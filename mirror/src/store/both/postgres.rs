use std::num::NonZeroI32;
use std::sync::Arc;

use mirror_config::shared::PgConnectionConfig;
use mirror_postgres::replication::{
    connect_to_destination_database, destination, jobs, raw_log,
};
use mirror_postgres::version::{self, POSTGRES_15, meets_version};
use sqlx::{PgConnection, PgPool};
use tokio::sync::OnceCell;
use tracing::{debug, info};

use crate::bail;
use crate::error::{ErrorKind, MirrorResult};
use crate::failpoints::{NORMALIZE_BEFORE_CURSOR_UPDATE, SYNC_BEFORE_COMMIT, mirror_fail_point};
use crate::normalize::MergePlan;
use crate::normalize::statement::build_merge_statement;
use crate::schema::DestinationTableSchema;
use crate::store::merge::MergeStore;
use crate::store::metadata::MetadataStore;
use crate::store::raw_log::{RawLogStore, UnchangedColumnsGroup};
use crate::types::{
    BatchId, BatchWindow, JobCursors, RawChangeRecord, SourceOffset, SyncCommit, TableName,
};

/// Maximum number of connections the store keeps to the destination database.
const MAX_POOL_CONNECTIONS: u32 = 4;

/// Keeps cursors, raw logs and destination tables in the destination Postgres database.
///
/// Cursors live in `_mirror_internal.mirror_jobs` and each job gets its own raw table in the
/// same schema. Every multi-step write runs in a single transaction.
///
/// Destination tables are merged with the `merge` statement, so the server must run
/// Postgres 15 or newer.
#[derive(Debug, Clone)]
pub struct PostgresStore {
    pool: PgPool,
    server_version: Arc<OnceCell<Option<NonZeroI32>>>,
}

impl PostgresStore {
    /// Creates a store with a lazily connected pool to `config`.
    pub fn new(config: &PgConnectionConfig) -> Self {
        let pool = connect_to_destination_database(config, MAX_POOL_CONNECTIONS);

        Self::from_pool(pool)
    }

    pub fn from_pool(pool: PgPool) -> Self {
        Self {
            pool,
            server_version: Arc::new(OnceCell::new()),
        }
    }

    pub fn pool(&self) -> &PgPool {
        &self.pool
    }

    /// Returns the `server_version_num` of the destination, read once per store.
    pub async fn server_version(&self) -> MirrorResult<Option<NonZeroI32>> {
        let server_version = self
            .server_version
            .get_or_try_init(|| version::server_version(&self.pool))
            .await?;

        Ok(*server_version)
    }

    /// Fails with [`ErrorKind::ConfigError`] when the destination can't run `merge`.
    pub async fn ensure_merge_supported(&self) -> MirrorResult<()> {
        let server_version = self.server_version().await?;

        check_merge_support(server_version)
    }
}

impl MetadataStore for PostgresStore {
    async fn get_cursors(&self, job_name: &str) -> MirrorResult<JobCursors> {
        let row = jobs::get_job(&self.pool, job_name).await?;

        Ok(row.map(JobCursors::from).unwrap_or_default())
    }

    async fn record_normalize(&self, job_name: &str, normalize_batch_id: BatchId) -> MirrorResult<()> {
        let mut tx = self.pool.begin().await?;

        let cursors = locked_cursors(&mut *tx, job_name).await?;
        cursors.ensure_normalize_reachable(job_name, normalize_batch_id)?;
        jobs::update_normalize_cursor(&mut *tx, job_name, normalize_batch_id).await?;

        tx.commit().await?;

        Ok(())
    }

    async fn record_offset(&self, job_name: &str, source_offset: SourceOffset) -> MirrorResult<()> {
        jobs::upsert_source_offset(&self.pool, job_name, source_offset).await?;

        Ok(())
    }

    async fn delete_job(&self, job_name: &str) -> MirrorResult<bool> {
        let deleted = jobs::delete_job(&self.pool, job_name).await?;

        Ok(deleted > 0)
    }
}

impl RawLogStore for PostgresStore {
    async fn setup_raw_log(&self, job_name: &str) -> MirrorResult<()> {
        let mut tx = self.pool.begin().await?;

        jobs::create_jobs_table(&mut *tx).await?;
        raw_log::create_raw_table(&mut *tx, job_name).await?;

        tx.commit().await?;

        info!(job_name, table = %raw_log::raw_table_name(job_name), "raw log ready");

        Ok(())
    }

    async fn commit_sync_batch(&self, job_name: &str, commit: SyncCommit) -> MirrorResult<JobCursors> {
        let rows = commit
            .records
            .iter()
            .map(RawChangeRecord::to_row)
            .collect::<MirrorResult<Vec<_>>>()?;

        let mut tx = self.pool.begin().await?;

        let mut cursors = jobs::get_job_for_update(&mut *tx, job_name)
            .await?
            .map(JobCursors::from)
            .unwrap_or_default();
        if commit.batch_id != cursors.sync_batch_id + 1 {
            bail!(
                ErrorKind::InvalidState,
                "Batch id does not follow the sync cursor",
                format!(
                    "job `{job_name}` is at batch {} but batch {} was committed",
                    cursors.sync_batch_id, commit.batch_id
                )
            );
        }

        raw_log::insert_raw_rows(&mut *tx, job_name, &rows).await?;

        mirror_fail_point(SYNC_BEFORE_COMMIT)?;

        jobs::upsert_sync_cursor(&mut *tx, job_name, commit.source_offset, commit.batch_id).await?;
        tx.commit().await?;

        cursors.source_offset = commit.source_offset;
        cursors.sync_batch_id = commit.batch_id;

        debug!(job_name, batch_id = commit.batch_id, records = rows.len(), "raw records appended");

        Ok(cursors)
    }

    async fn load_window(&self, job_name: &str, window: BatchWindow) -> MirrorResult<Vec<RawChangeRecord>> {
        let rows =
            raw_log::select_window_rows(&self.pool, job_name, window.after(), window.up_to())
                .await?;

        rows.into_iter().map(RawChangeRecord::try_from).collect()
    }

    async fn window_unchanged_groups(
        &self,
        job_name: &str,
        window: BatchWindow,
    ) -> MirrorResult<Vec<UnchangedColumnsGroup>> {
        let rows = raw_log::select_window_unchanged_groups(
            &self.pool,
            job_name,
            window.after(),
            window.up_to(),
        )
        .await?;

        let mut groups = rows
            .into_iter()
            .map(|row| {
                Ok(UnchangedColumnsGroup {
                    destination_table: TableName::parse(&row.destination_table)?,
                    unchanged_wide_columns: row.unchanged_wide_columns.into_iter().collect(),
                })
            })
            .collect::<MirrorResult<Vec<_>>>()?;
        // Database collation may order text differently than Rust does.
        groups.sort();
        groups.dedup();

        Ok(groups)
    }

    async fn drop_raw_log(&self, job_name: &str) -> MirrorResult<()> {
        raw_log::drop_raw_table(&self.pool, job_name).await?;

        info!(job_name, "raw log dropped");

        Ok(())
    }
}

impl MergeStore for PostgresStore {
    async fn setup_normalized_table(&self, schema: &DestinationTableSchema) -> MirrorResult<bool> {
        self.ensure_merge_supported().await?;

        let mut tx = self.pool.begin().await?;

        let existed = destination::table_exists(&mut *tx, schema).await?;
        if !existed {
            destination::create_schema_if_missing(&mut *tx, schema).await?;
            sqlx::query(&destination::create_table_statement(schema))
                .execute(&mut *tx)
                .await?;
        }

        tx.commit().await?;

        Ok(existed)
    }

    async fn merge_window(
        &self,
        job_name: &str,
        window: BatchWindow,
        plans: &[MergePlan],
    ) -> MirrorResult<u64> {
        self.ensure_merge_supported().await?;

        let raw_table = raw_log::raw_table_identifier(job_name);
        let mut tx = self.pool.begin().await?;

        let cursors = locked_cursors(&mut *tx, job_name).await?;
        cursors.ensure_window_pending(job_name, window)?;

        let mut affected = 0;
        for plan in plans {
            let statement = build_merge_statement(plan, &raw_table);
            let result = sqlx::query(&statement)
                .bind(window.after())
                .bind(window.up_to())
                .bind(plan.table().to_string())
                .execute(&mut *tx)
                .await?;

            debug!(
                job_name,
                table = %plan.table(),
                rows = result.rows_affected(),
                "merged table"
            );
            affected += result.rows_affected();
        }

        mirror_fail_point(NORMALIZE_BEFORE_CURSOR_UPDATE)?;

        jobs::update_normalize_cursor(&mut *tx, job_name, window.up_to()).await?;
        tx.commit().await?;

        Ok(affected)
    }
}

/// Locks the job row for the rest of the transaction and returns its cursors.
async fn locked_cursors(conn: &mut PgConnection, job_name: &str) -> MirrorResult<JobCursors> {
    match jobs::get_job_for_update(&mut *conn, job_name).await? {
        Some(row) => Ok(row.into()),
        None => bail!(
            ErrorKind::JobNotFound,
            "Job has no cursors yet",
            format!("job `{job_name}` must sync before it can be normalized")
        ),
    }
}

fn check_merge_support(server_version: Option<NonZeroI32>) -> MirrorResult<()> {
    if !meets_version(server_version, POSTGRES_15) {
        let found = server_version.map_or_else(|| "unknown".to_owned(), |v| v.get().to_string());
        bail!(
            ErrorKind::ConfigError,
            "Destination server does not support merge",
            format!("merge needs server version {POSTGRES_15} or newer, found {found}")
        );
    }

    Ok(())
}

▸ Task item: Go through the material above, and wherever a line contains the string "PgConnectionConfig", return it.

▸ Response to the exercise:
use mirror_config::shared::PgConnectionConfig;
    pub fn new(config: &PgConnectionConfig) -> Self {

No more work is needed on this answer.